Data Loss Prevention (DLP) is a control category that inspects content in motion, at rest, and in use, then enforces policies to keep regulated or confidential data inside trusted boundaries. DLP engines combine pattern matching, lexical rules, exact data matching, machine learning, and document fingerprinting to recognize PII, payment data, source code, or intellectual property. Typical enforcement actions include blocking an outbound email, quarantining a file, requiring justification, or redacting content before it leaves the environment. Mature deployments link DLP to data classification, IAM, and SIEM/SOAR so that incidents are triaged, evidence is preserved, and policies are tuned to cut false positives while supporting GDPR, HIPAA, and PCI DSS obligations.
● Examples
- 01
An endpoint agent blocks a user from copying a customer database to a USB drive.
- 02
A cloud DLP rule strips credit-card numbers from outgoing support-portal attachments.
● Frequently asked questions
What is Data Loss Prevention (DLP)?
A set of technologies and policies that detect and block unauthorized exfiltration of sensitive data across endpoints, networks, email, and cloud services. It belongs to the Privacy & Data Protection category of cybersecurity.
What does Data Loss Prevention (DLP) mean?
A set of technologies and policies that detect and block unauthorized exfiltration of sensitive data across endpoints, networks, email, and cloud services.
How does Data Loss Prevention (DLP) work?
Data Loss Prevention (DLP) is a control category that inspects content in motion, at rest, and in use, then enforces policies to keep regulated or confidential data inside trusted boundaries. DLP engines combine pattern matching, lexical rules, exact data matching, machine learning, and document fingerprinting to recognize PII, payment data, source code, or intellectual property. Typical enforcement actions include blocking an outbound email, quarantining a file, requiring justification, or redacting content before it leaves the environment. Mature deployments link DLP to data classification, IAM, and SIEM/SOAR so that incidents are triaged, evidence is preserved, and policies are tuned to cut false positives while supporting GDPR, HIPAA, and PCI DSS obligations.
How do you defend against Data Loss Prevention (DLP)?
Defences for Data Loss Prevention (DLP) typically combine technical controls and operational practices, as detailed in the full definition above.
What are other names for Data Loss Prevention (DLP)?
Common alternative names include: Information Leak Prevention, Data Leakage Prevention.
● Related terms
- privacy№ 818
Personally Identifiable Information (PII)

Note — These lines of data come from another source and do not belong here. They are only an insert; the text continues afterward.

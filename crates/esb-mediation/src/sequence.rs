use std::sync::Arc;
use async_trait::async_trait;
use tracing::{debug, trace, warn};

use esb_common::MediationError;

use crate::context::MessageContext;
use crate::environment::MediationEnvironment;
use crate::fault::record_error;
use crate::mediator::{Mediator, MediatorFaultHandler, MediatorStats, StatsSnapshot};

/// Reference to a sequence, either by registered name or held directly
#[derive(Clone)]
pub enum SequenceRef {
    Named(String),
    Inline(Arc<dyn Mediator>),
}

impl SequenceRef {
    pub fn named(name: impl Into<String>) -> Self {
        Self::Named(name.into())
    }

    /// Look the sequence up; named references resolve at call time
    pub fn resolve(&self, env: &MediationEnvironment) -> Option<Arc<dyn Mediator>> {
        match self {
            Self::Named(name) => env.sequence(name),
            Self::Inline(mediator) => Some(mediator.clone()),
        }
    }

    pub fn describe(&self) -> &str {
        match self {
            Self::Named(name) => name,
            Self::Inline(mediator) => mediator.name(),
        }
    }
}

impl std::fmt::Debug for SequenceRef {
    fn fmt(&self, f: &mut std::fmt::Formatter<'_>) -> std::fmt::Result {
        match self {
            Self::Named(name) => f.debug_tuple("Named").field(name).finish(),
            Self::Inline(m) => f.debug_tuple("Inline").field(&m.name()).finish(),
        }
    }
}

/// Ordered composition of mediators
///
/// When an error handler is configured it is pushed onto the fault stack for
/// the duration of the sequence and popped on every exit path. A failure
/// inside the sequence runs that handler and stops the pipeline.
pub struct SequenceMediator {
    name: String,
    children: Vec<Arc<dyn Mediator>>,
    error_handler: Option<SequenceRef>,
    stats: MediatorStats,
}

impl SequenceMediator {
    pub fn new(name: impl Into<String>, children: Vec<Arc<dyn Mediator>>) -> Self {
        Self {
            name: name.into(),
            children,
            error_handler: None,
            stats: MediatorStats::new(),
        }
    }

    pub fn anonymous(children: Vec<Arc<dyn Mediator>>) -> Self {
        Self::new("anonymous", children)
    }

    pub fn with_error_handler(mut self, handler: SequenceRef) -> Self {
        self.error_handler = Some(handler);
        self
    }

    pub fn children(&self) -> &[Arc<dyn Mediator>] {
        &self.children
    }

    pub fn error_handler(&self) -> Option<&SequenceRef> {
        self.error_handler.as_ref()
    }

    pub fn stats(&self) -> StatsSnapshot {
        self.stats.snapshot()
    }

    async fn run_children(&self, ctx: &mut MessageContext) -> Result<bool, MediationError> {
        for child in &self.children {
            trace!(sequence = %self.name, mediator = %child.name(), "Invoking mediator");
            if !child.mediate(ctx).await? {
                debug!(
                    sequence = %self.name,
                    mediator = %child.name(),
                    message_id = %ctx.message_id(),
                    "Mediator stopped the sequence"
                );
                return Ok(false);
            }
        }
        Ok(true)
    }
}

#[async_trait]
impl Mediator for SequenceMediator {
    async fn mediate(&self, ctx: &mut MessageContext) -> Result<bool, MediationError> {
        let depth = ctx.fault_depth();

        let handler = match &self.error_handler {
            Some(reference) => {
                let resolved = reference.resolve(ctx.environment());
                if resolved.is_none() {
                    warn!(
                        sequence = %self.name,
                        error_handler = %reference.describe(),
                        "Error handler sequence not found, continuing without it"
                    );
                }
                resolved
            }
            None => None,
        };
        let pushed = match handler {
            Some(handler) => {
                ctx.push_fault(Arc::new(MediatorFaultHandler::new(handler)));
                true
            }
            None => false,
        };

        let result = self.run_children(ctx).await;
        self.stats.record(&self.name, &result);

        match result {
            Ok(proceed) => {
                ctx.truncate_faults(depth);
                Ok(proceed)
            }
            Err(error) if pushed => {
                // Anything a child left above our handler is out of scope now
                ctx.truncate_faults(depth + 1);
                match ctx.pop_fault() {
                    Some(own) => {
                        record_error(ctx, &error);
                        debug!(
                            sequence = %self.name,
                            handler = %own.name(),
                            error = %error,
                            "Sequence failed, running its error handler"
                        );
                        own.handle_fault(ctx).await?;
                        Ok(false)
                    }
                    None => Err(error),
                }
            }
            Err(error) => {
                ctx.truncate_faults(depth);
                Err(error)
            }
        }
    }

    fn name(&self) -> &str {
        &self.name
    }
}

/// Invokes a named sequence looked up at mediation time
pub struct SequenceRefMediator {
    target: String,
}

impl SequenceRefMediator {
    pub fn new(target: impl Into<String>) -> Self {
        Self { target: target.into() }
    }
}

#[async_trait]
impl Mediator for SequenceRefMediator {
    async fn mediate(&self, ctx: &mut MessageContext) -> Result<bool, MediationError> {
        let sequence = ctx.environment().sequence(&self.target).ok_or_else(|| {
            MediationError::configuration(format!("Sequence named {} cannot be found", self.target))
        })?;
        sequence.mediate(ctx).await
    }

    fn name(&self) -> &str {
        &self.target
    }
}

#[cfg(test)]
mod tests {
    use super::*;
    use std::sync::atomic::{AtomicUsize, Ordering};
    use esb_common::{properties, Envelope};

    struct Probe {
        name: String,
        calls: Arc<AtomicUsize>,
        result: fn() -> Result<bool, MediationError>,
    }

    #[async_trait]
    impl Mediator for Probe {
        async fn mediate(&self, _ctx: &mut MessageContext) -> Result<bool, MediationError> {
            self.calls.fetch_add(1, Ordering::SeqCst);
            (self.result)()
        }

        fn name(&self) -> &str {
            &self.name
        }
    }

    fn probe(name: &str, result: fn() -> Result<bool, MediationError>) -> (Arc<dyn Mediator>, Arc<AtomicUsize>) {
        let calls = Arc::new(AtomicUsize::new(0));
        let mediator = Arc::new(Probe {
            name: name.to_string(),
            calls: calls.clone(),
            result,
        });
        (mediator, calls)
    }

    fn context() -> MessageContext {
        MessageContext::new(MediationEnvironment::builder().build(), Envelope::text("hi"))
    }

    #[tokio::test]
    async fn test_stop_skips_remaining_children() {
        let (a, a_calls) = probe("a", || Ok(true));
        let (b, b_calls) = probe("b", || Ok(false));
        let (c, c_calls) = probe("c", || Ok(true));
        let sequence = SequenceMediator::new("abc", vec![a, b, c]);

        let mut ctx = context();
        let proceed = sequence.mediate(&mut ctx).await.unwrap();

        assert!(!proceed);
        assert_eq!(a_calls.load(Ordering::SeqCst), 1);
        assert_eq!(b_calls.load(Ordering::SeqCst), 1);
        assert_eq!(c_calls.load(Ordering::SeqCst), 0);
    }

    #[tokio::test]
    async fn test_error_handler_popped_after_success() {
        let (a, _) = probe("a", || Ok(true));
        let (fault, _) = probe("fault", || Ok(true));
        let sequence = SequenceMediator::new("seq", vec![a])
            .with_error_handler(SequenceRef::Inline(fault));

        let mut ctx = context();
        assert!(sequence.mediate(&mut ctx).await.unwrap());
        assert_eq!(ctx.fault_depth(), 0);
    }

    #[tokio::test]
    async fn test_failure_runs_own_error_handler() {
        let (a, _) = probe("a", || Err(MediationError::mediation("a", "boom")));
        let (b, b_calls) = probe("b", || Ok(true));
        let (fault, fault_calls) = probe("fault", || Ok(true));
        let sequence = SequenceMediator::new("seq", vec![a, b])
            .with_error_handler(SequenceRef::Inline(fault));

        let mut ctx = context();
        let proceed = sequence.mediate(&mut ctx).await.unwrap();

        assert!(!proceed);
        assert_eq!(b_calls.load(Ordering::SeqCst), 0);
        assert_eq!(fault_calls.load(Ordering::SeqCst), 1);
        assert_eq!(ctx.fault_depth(), 0);
        assert_eq!(ctx.property_str(properties::ERROR_KIND), Some("MEDIATION"));
        assert_eq!(sequence.stats().failures, 1);
    }

    #[tokio::test]
    async fn test_failure_without_handler_propagates() {
        let (a, _) = probe("a", || Err(MediationError::mediation("a", "boom")));
        let sequence = SequenceMediator::new("seq", vec![a]);

        let mut ctx = context();
        let err = sequence.mediate(&mut ctx).await.unwrap_err();
        assert_eq!(err.kind(), "MEDIATION");
        assert_eq!(ctx.fault_depth(), 0);
    }

    #[tokio::test]
    async fn test_innermost_handler_wins() {
        let (failing, _) = probe("failing", || Err(MediationError::mediation("failing", "boom")));
        let (inner_fault, inner_calls) = probe("inner-fault", || Ok(true));
        let (outer_fault, outer_calls) = probe("outer-fault", || Ok(true));

        let inner: Arc<dyn Mediator> = Arc::new(
            SequenceMediator::new("inner", vec![failing])
                .with_error_handler(SequenceRef::Inline(inner_fault)),
        );
        let outer = SequenceMediator::new("outer", vec![inner])
            .with_error_handler(SequenceRef::Inline(outer_fault));

        let mut ctx = context();
        assert!(!outer.mediate(&mut ctx).await.unwrap());
        assert_eq!(inner_calls.load(Ordering::SeqCst), 1);
        assert_eq!(outer_calls.load(Ordering::SeqCst), 0);
        assert_eq!(ctx.fault_depth(), 0);
    }

    #[tokio::test]
    async fn test_missing_named_sequence_is_configuration_error() {
        let mut ctx = context();
        let err = SequenceRefMediator::new("nowhere")
            .mediate(&mut ctx)
            .await
            .unwrap_err();
        assert_eq!(err.kind(), "CONFIGURATION");
    }
}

Any data that can identify a specific individual on its own or when combined with other information, such as names, identifiers, or biometric records.
- privacy№ 276
Data Classification
The process of labeling data by sensitivity and value so that the right protection, handling, and retention controls can be applied consistently.
- privacy№ 279
Data Masking
Replacing sensitive data with realistic but fictitious values so that downstream users, applications, or environments can use the data without exposing the originals.
- network-security№ 984
Secure Email Gateway
A perimeter or cloud service that filters inbound and outbound email for spam, phishing, malware, data leakage, and policy violations before it reaches user mailboxes.
- privacy№ 210
Consent Management
The processes and tooling used to collect, record, refresh, and honor user permissions for processing personal data and setting cookies, in line with privacy law.
- privacy№ 280
Data Minimization
A privacy principle requiring organizations to collect, process, and retain only the personal data that is strictly necessary for a defined, lawful purpose.